At the same time, this year’s programme is creating space to examine the interpretations and evaluations that have come to light in the course of the early historiography of the reformatory uprising. Exposing time-bound patterns of interpretation – for example those of authority-abiding Lutherans or democracy-loving Calvinists – will help to make the core issues of the Reformation more understandable in the present day.
This, in turn, leads to historiographical questions. For a long time, the portrayal of Luther’s legacy led to the theory that a continuity existed from »Luther to Hitler«. A dispute among historians, theologians, and church historians revolves around whether it is even legitimate to speak of a legacy of Luther or whether it makes more sense to draw general lines from the Reformation to today and to what extent the Reformation can be contextualized.

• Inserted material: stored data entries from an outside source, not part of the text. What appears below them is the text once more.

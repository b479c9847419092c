#![forbid(unsafe_code)]

use std::path::PathBuf;

use thiserror::Error;

#[derive(Debug, Error)]
pub enum AutodevError {
    #[error("config error: {0}")]
    Config(String),

    #[error("invalid config key '{0}'")]
    InvalidConfigKey(String),

    #[error("invalid config value for '{key}': {msg}")]
    InvalidConfigValue { key: String, msg: String },

    #[error("invalid task status '{0}' (use todo|in-progress|completed)")]
    InvalidStatus(String),

    #[error("invalid task priority '{0}' (use low|medium|high)")]
    InvalidPriority(String),

    #[error("no task with id '{0}'")]
    TaskNotFound(String),

    #[error("io error at {path}: {source}")]
    IoPath {
        path: PathBuf,
        #[source]
        source: std::io::Error,
    },
}
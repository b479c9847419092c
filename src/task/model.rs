#![forbid(unsafe_code)]

use std::str::FromStr;

use rand::Rng as _;
use serde::{Deserialize, Serialize};
use time::OffsetDateTime;
use uuid::Uuid;

use crate::error::AutodevError;

#[derive(Debug, Clone, Copy, Default, Serialize, Deserialize, PartialEq, Eq)]
#[serde(rename_all = "kebab-case")]
pub enum TaskStatus {
    #[default]
    Todo,
    InProgress,
    Completed,
}

impl TaskStatus {
    #[must_use]
    pub fn as_str(self) -> &'static str {
        match self {
            Self::Todo => "todo",
            Self::InProgress => "in-progress",
            Self::Completed => "completed",
        }
    }
}

impl FromStr for TaskStatus {
    type Err = AutodevError;

    fn from_str(s: &str) -> Result<Self, Self::Err> {
        match s.trim() {
            "todo" => Ok(Self::Todo),
            "in-progress" => Ok(Self::InProgress),
            "completed" => Ok(Self::Completed),
            other => Err(AutodevError::InvalidStatus(other.to_owned())),
        }
    }
}

#[derive(Debug, Clone, Copy, Default, Serialize, Deserialize, PartialEq, Eq, PartialOrd, Ord)]
#[serde(rename_all = "lowercase")]
pub enum Priority {
    Low,
    #[default]
    Medium,
    High,
}

impl Priority {
    #[must_use]
    pub fn as_str(self) -> &'static str {
        match self {
            Self::Low => "low",
            Self::Medium => "medium",
            Self::High => "high",
        }
    }
}

impl FromStr for Priority {
    type Err = AutodevError;

    fn from_str(s: &str) -> Result<Self, Self::Err> {
        match s.trim() {
            "low" => Ok(Self::Low),
            "medium" => Ok(Self::Medium),
            "high" => Ok(Self::High),
            other => Err(AutodevError::InvalidPriority(other.to_owned())),
        }
    }
}

/// One unit of trackable work. `position` belongs to the visual layer and is
/// carried verbatim through every mutation.
#[derive(Debug, Clone, Serialize, Deserialize, PartialEq)]
pub struct Task {
    pub id: String,
    pub title: String,
    #[serde(default)]
    pub description: String,
    pub status: TaskStatus,
    pub priority: Priority,
    #[serde(with = "time::serde::rfc3339")]
    pub created_at: OffsetDateTime,
    #[serde(default, with = "time::serde::rfc3339::option")]
    pub completed_at: Option<OffsetDateTime>,
    pub position: [f64; 3],
}

impl Task {
    #[must_use]
    pub fn new_id() -> String {
        let id = Uuid::new_v4().simple().to_string();
        id.chars().take(8).collect()
    }

    /// Spawn point inside the fixed bounding volume the scene expects:
    /// x in [-2, 2), y in [1, 3), z in [-1, 1).
    #[must_use]
    pub fn spawn_position() -> [f64; 3] {
        let mut rng = rand::rng();
        [
            rng.random_range(-2.0..2.0),
            rng.random_range(1.0..3.0),
            rng.random_range(-1.0..1.0),
        ]
    }
}

/// Caller-supplied creation fields. Non-empty trimmed `title` is a
/// precondition enforced at the CLI boundary, not here.
#[derive(Debug, Clone, Default)]
pub struct TaskDraft {
    pub title: String,
    pub description: String,
    pub status: TaskStatus,
    pub priority: Priority,
}

/// Shallow per-field patch applied by `apply_patch`.
#[derive(Debug, Clone, Default)]
pub struct TaskPatch {
    pub title: Option<String>,
    pub description: Option<String>,
    pub status: Option<TaskStatus>,
    pub priority: Option<Priority>,
    /// Explicit override; wins over the completion derivation below.
    pub completed_at: Option<OffsetDateTime>,
}

/// Pure patch application. The one derived field: a transition into
/// `Completed` stamps `completed_at = now`. Leaving `Completed` retains the
/// old stamp (it records that the task finished at least once).
#[must_use]
pub fn apply_patch(task: &Task, patch: &TaskPatch, now: OffsetDateTime) -> Task {
    let mut next = task.clone();
    if let Some(title) = &patch.title {
        next.title.clone_from(title);
    }
    if let Some(description) = &patch.description {
        next.description.clone_from(description);
    }
    if let Some(priority) = patch.priority {
        next.priority = priority;
    }
    if let Some(status) = patch.status {
        if status == TaskStatus::Completed && task.status != TaskStatus::Completed {
            next.completed_at = Some(now);
        }
        next.status = status;
    }
    if let Some(at) = patch.completed_at {
        next.completed_at = Some(at);
    }
    next
}

#[cfg(test)]
mod tests {
    use super::*;

    fn sample(status: TaskStatus) -> Task {
        Task {
            id: Task::new_id(),
            title: "Write spec".to_owned(),
            description: String::new(),
            status,
            priority: Priority::High,
            created_at: OffsetDateTime::UNIX_EPOCH,
            completed_at: None,
            position: [0.5, 1.5, -0.5],
        }
    }

    #[test]
    fn completing_stamps_completed_at() {
        let task = sample(TaskStatus::Todo);
        let now = OffsetDateTime::UNIX_EPOCH + time::Duration::hours(1);
        let patch = TaskPatch {
            status: Some(TaskStatus::Completed),
            ..TaskPatch::default()
        };
        let next = apply_patch(&task, &patch, now);
        assert_eq!(next.status, TaskStatus::Completed);
        assert_eq!(next.completed_at, Some(now));
        assert!(next.completed_at.unwrap() >= next.created_at);
    }

    #[test]
    fn already_completed_keeps_original_stamp() {
        let mut task = sample(TaskStatus::Completed);
        let first = OffsetDateTime::UNIX_EPOCH + time::Duration::hours(1);
        task.completed_at = Some(first);
        let later = first + time::Duration::hours(1);
        let patch = TaskPatch {
            status: Some(TaskStatus::Completed),
            ..TaskPatch::default()
        };
        let next = apply_patch(&task, &patch, later);
        assert_eq!(next.completed_at, Some(first));
    }

    #[test]
    fn leaving_completed_retains_stamp() {
        let mut task = sample(TaskStatus::Completed);
        let stamp = OffsetDateTime::UNIX_EPOCH + time::Duration::hours(1);
        task.completed_at = Some(stamp);
        let patch = TaskPatch {
            status: Some(TaskStatus::Todo),
            ..TaskPatch::default()
        };
        let next = apply_patch(&task, &patch, stamp + time::Duration::hours(2));
        assert_eq!(next.status, TaskStatus::Todo);
        assert_eq!(next.completed_at, Some(stamp));
    }

    #[test]
    fn explicit_override_wins_over_derivation() {
        let task = sample(TaskStatus::Todo);
        let now = OffsetDateTime::UNIX_EPOCH + time::Duration::hours(3);
        let forced = OffsetDateTime::UNIX_EPOCH + time::Duration::hours(2);
        let patch = TaskPatch {
            status: Some(TaskStatus::Completed),
            completed_at: Some(forced),
            ..TaskPatch::default()
        };
        let next = apply_patch(&task, &patch, now);
        assert_eq!(next.completed_at, Some(forced));
    }

    #[test]
    fn unrelated_fields_pass_through() {
        let task = sample(TaskStatus::InProgress);
        let patch = TaskPatch {
            title: Some("Polish spec".to_owned()),
            ..TaskPatch::default()
        };
        let next = apply_patch(&task, &patch, OffsetDateTime::UNIX_EPOCH);
        assert_eq!(next.title, "Polish spec");
        assert_eq!(next.status, TaskStatus::InProgress);
        assert_eq!(next.position, task.position);
        assert_eq!(next.id, task.id);
    }

    #[test]
    fn status_and_priority_parse_round_trip() {
        for s in [TaskStatus::Todo, TaskStatus::InProgress, TaskStatus::Completed] {
            assert_eq!(s.as_str().parse::<TaskStatus>().unwrap(), s);
        }
        for p in [Priority::Low, Priority::Medium, Priority::High] {
            assert_eq!(p.as_str().parse::<Priority>().unwrap(), p);
        }
        assert!("urgent".parse::<Priority>().is_err());
        assert!("done".parse::<TaskStatus>().is_err());
    }

    #[test]
    fn spawn_position_stays_in_bounds() {
        for _ in 0..64 {
            let [x, y, z] = Task::spawn_position();
            assert!((-2.0..2.0).contains(&x));
            assert!((1.0..3.0).contains(&y));
            assert!((-1.0..1.0).contains(&z));
        }
    }
}
#![forbid(unsafe_code)]

pub mod table;
#![forbid(unsafe_code)]
#![allow(clippy::missing_errors_doc)]

pub mod cli;
pub mod config;
pub mod error;
pub mod output;
pub mod sim;
pub mod task;
#![forbid(unsafe_code)]

use std::path::{Path, PathBuf};

use anyhow::Context as _;
use directories::ProjectDirs;
use serde::{Deserialize, Serialize};

use crate::error::AutodevError;

#[derive(Debug, Clone, Default, Serialize, Deserialize, PartialEq)]
#[serde(default)]
pub struct Config {
    pub store: StoreConfig,
    pub simulation: SimulationConfig,
    pub ui: UiConfig,
}

#[derive(Debug, Clone, Serialize, Deserialize, PartialEq)]
#[serde(default)]
pub struct StoreConfig {
    /// Durable slot holding the serialized task collection.
    pub snapshot_path: String,
}

impl Default for StoreConfig {
    fn default() -> Self {
        Self {
            snapshot_path: "~/.config/autodev/tasks.json".to_owned(),
        }
    }
}

#[derive(Debug, Clone, Serialize, Deserialize, PartialEq)]
#[serde(default)]
pub struct SimulationConfig {
    /// Settle period the run stays active for after the final script entry.
    pub grace_ms: u64,
    /// How often the simulate command polls for newly emitted messages.
    pub poll_interval_ms: u64,
}

impl Default for SimulationConfig {
    fn default() -> Self {
        Self {
            grace_ms: 2000,
            poll_interval_ms: 100,
        }
    }
}

#[derive(Debug, Clone, Serialize, Deserialize, PartialEq)]
#[serde(default)]
pub struct UiConfig {
    pub avatars: bool,
}

impl Default for UiConfig {
    fn default() -> Self {
        Self { avatars: true }
    }
}

impl Config {
    pub fn validate(&self) -> Result<(), AutodevError> {
        if self.store.snapshot_path.trim().is_empty() {
            return Err(AutodevError::Config(
                "store.snapshot_path must not be empty".to_owned(),
            ));
        }
        if self.simulation.poll_interval_ms == 0 {
            return Err(AutodevError::Config(
                "simulation.poll_interval_ms must be >= 1".to_owned(),
            ));
        }
        Ok(())
    }
}

#[derive(Debug, Clone)]
pub struct ConfigPaths {
    pub config_file: PathBuf,
}

pub fn default_paths() -> anyhow::Result<ConfigPaths> {
    let unix = home_config_path_unix();
    if !cfg!(windows) {
        return Ok(ConfigPaths { config_file: unix });
    }

    // Windows: prefer the Unix-style path if present for portability.
    if unix.exists() {
        return Ok(ConfigPaths { config_file: unix });
    }

    let proj = ProjectDirs::from("com", "autodev", "autodev")
        .context("failed to determine platform config directory")?;
    Ok(ConfigPaths {
        config_file: proj.config_dir().join("config.toml"),
    })
}

fn home_config_path_unix() -> PathBuf {
    let home = home_dir().unwrap_or_else(|| PathBuf::from("~"));
    home.join(".config").join("autodev").join("config.toml")
}

fn home_dir() -> Option<PathBuf> {
    if let Some(v) = std::env::var_os("HOME") {
        return Some(PathBuf::from(v));
    }
    if let Some(v) = std::env::var_os("USERPROFILE") {
        return Some(PathBuf::from(v));
    }
    None
}

#[must_use]
pub fn expand_tilde(input: &str) -> String {
    if let Some(rest) = input.strip_prefix("~/")
        && let Some(home) = home_dir()
    {
        return home.join(rest).to_string_lossy().to_string();
    }
    input.to_owned()
}

pub fn expand_path(input: &str) -> anyhow::Result<PathBuf> {
    let expanded = expand_env_vars(&expand_tilde(input));
    let p = PathBuf::from(expanded);
    if p.is_absolute() {
        return Ok(p);
    }
    let cwd = std::env::current_dir().context("failed to get current directory")?;
    Ok(cwd.join(p))
}

fn expand_env_vars(input: &str) -> String {
    // Expand $VAR and ${VAR}. Leave unknown vars untouched.
    let re = regex::Regex::new(r"\$\{?([A-Za-z_][A-Za-z0-9_]*)\}?")
        .unwrap_or_else(|_| regex::Regex::new("$^").unwrap());
    re.replace_all(input, |caps: &regex::Captures<'_>| {
        let key = &caps[1];
        std::env::var(key).unwrap_or_else(|_| caps[0].to_owned())
    })
    .to_string()
}

pub fn load() -> anyhow::Result<(Config, ConfigPaths)> {
    let paths = default_paths()?;
    let (_doc, cfg) = load_from_file(&paths.config_file)?;
    cfg.validate()?;
    Ok((cfg, paths))
}

pub fn list_resolved_toml() -> anyhow::Result<String> {
    let (cfg, _paths) = load()?;
    Ok(toml::to_string_pretty(&cfg)?)
}

fn load_from_file(path: &Path) -> anyhow::Result<(toml_edit::DocumentMut, Config)> {
    if !path.exists() {
        return Ok((toml_edit::DocumentMut::new(), Config::default()));
    }
    let raw = std::fs::read_to_string(path)
        .with_context(|| format!("failed to read {}", path.display()))?;

    let doc = raw
        .parse::<toml_edit::DocumentMut>()
        .with_context(|| format!("failed to parse TOML in {}", path.display()))?;

    let cfg: Config = toml::from_str(&raw)
        .with_context(|| format!("failed to deserialize TOML in {}", path.display()))?;
    Ok((doc, cfg))
}

pub fn get_value_string(key: &str) -> anyhow::Result<Option<String>> {
    let paths = default_paths()?;
    get_value_string_at_path(&paths.config_file, key)
}

pub fn set_value_string(key: &str, value: &str) -> anyhow::Result<()> {
    let paths = default_paths()?;
    set_value_string_at_path(&paths.config_file, key, value)
}

pub fn get_value_string_at_path(path: &Path, key: &str) -> anyhow::Result<Option<String>> {
    let (_doc, cfg) = load_from_file(path)?;
    cfg.validate()?;
    let value = lookup_value(&cfg, key);
    Ok(value.map(format_value_for_stdout))
}

pub fn set_value_string_at_path(path: &Path, key: &str, value: &str) -> anyhow::Result<()> {
    let (mut doc, cfg) = load_from_file(path)?;
    cfg.validate()?;

    let value_item = parse_value(key, value)?;
    apply_set(&mut doc, key, value_item)?;

    // Validate by re-parsing the updated doc into a Config.
    let new_raw = doc.to_string();
    let new_cfg: Config = toml::from_str(&new_raw)
        .with_context(|| format!("config update produced invalid TOML for {}", path.display()))?;
    new_cfg.validate()?;

    if let Some(parent) = path.parent() {
        std::fs::create_dir_all(parent)
            .with_context(|| format!("failed to create {}", parent.display()))?;
    }
    std::fs::write(path, new_raw.as_bytes())
        .with_context(|| format!("failed to write {}", path.display()))?;

    Ok(())
}

#[derive(Debug, Clone, Copy, PartialEq, Eq)]
enum KeyType {
    Bool,
    Int,
    String,
}

fn key_type(key: &str) -> Option<KeyType> {
    Some(match key {
        "store.snapshot_path" => KeyType::String,
        "ui.avatars" => KeyType::Bool,
        "simulation.grace_ms" | "simulation.poll_interval_ms" => KeyType::Int,
        _ => return None,
    })
}

fn parse_value(key: &str, value: &str) -> anyhow::Result<toml_edit::Item> {
    let key_type = key_type(key).ok_or_else(|| AutodevError::InvalidConfigKey(key.to_owned()))?;
    Ok(match key_type {
        KeyType::Bool => toml_edit::value(parse_bool(value).map_err(|msg| {
            AutodevError::InvalidConfigValue {
                key: key.to_owned(),
                msg,
            }
        })?),
        KeyType::Int => toml_edit::value(parse_int(value).map_err(|msg| {
            AutodevError::InvalidConfigValue {
                key: key.to_owned(),
                msg,
            }
        })?),
        KeyType::String => toml_edit::value(value),
    })
}

fn parse_bool(s: &str) -> Result<bool, String> {
    match s.trim() {
        "true" => Ok(true),
        "false" => Ok(false),
        other => Err(format!("expected true|false, got '{other}'")),
    }
}

fn parse_int(s: &str) -> Result<i64, String> {
    s.trim()
        .parse::<i64>()
        .map_err(|e| format!("expected integer, got '{s}': {e}"))
}

fn apply_set(
    doc: &mut toml_edit::DocumentMut,
    key: &str,
    value: toml_edit::Item,
) -> anyhow::Result<()> {
    let parts: Vec<&str> = key.split('.').filter(|p| !p.is_empty()).collect();
    if parts.is_empty() {
        return Err(AutodevError::InvalidConfigKey(key.to_owned()).into());
    }

    let mut cur = doc.as_table_mut();
    for seg in &parts[..parts.len().saturating_sub(1)] {
        if !cur.contains_key(seg) {
            let mut t = toml_edit::Table::new();
            t.set_implicit(true);
            cur.insert(seg, toml_edit::Item::Table(t));
        }
        cur = cur[seg].as_table_mut().ok_or_else(|| {
            AutodevError::Config(format!("cannot set {key}: '{seg}' is not a table"))
        })?;
    }

    let leaf = parts[parts.len() - 1];
    cur.insert(leaf, value);
    Ok(())
}

fn lookup_value(cfg: &Config, key: &str) -> Option<serde_json::Value> {
    let mut v = serde_json::to_value(cfg).ok()?;
    for seg in key.split('.').filter(|s| !s.is_empty()) {
        match v {
            serde_json::Value::Object(mut map) => {
                v = map.remove(seg)?;
            }
            _ => return None,
        }
    }
    Some(v)
}

fn format_value_for_stdout(v: serde_json::Value) -> String {
    match v {
        serde_json::Value::Null => "null".to_owned(),
        serde_json::Value::Bool(b) => b.to_string(),
        serde_json::Value::Number(n) => n.to_string(),
        serde_json::Value::String(s) => s,
        other => serde_json::to_string_pretty(&other).unwrap_or_else(|_| other.to_string()),
    }
}

#[cfg(test)]
mod tests {
    use super::*;

    #[test]
    fn default_config_is_valid() {
        Config::default().validate().unwrap();
    }

    #[test]
    fn config_validation_catches_invalid_values() {
        let mut cfg = Config::default();
        cfg.simulation.poll_interval_ms = 0;
        assert!(cfg.validate().is_err());

        let mut cfg = Config::default();
        cfg.store.snapshot_path = "  ".to_owned();
        assert!(cfg.validate().is_err());
    }

    #[test]
    fn config_set_and_get_dot_paths() {
        let dir = tempfile::tempdir().expect("tempdir");
        let path = dir.path().join("config.toml");

        set_value_string_at_path(&path, "ui.avatars", "false").unwrap();
        assert_eq!(
            get_value_string_at_path(&path, "ui.avatars")
                .unwrap()
                .as_deref(),
            Some("false")
        );

        set_value_string_at_path(&path, "store.snapshot_path", "~/tasks.json").unwrap();
        set_value_string_at_path(&path, "simulation.grace_ms", "500").unwrap();

        let (_doc, cfg) = load_from_file(&path).unwrap();
        cfg.validate().unwrap();
        assert!(!cfg.ui.avatars);
        assert_eq!(cfg.store.snapshot_path, "~/tasks.json");
        assert_eq!(cfg.simulation.grace_ms, 500);
    }

    #[test]
    fn set_rejects_unknown_keys_and_bad_values() {
        let dir = tempfile::tempdir().expect("tempdir");
        let path = dir.path().join("config.toml");

        assert!(set_value_string_at_path(&path, "store.unknown", "x").is_err());
        assert!(set_value_string_at_path(&path, "ui.avatars", "maybe").is_err());
        assert!(set_value_string_at_path(&path, "simulation.grace_ms", "soon").is_err());
        assert!(!path.exists());
    }

    #[test]
    fn expand_tilde_leaves_plain_paths_alone() {
        assert_eq!(expand_tilde("/tmp/x"), "/tmp/x");
        assert_eq!(expand_tilde("relative/x"), "relative/x");
    }
}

Exactly this question is at the core of the debate surrounding the 2014 foundational text »Rechtfertigung und Freiheit. 500 Jahre Reformation 2017« (»Justification and Freedom. Celebrating 500 Years of the Reformation in 2017«) by the EKD (Protestant Church in Germany). This work, in which Volker Leppin and Thomas Kaufman were very involved, aroused great public interest. It is concerned with the meaning of the theology of the Reformation for our contemporary world and came up against strong criticism which asserted that the powerful relevance for the present day was not supported by sufficient historical contextualization.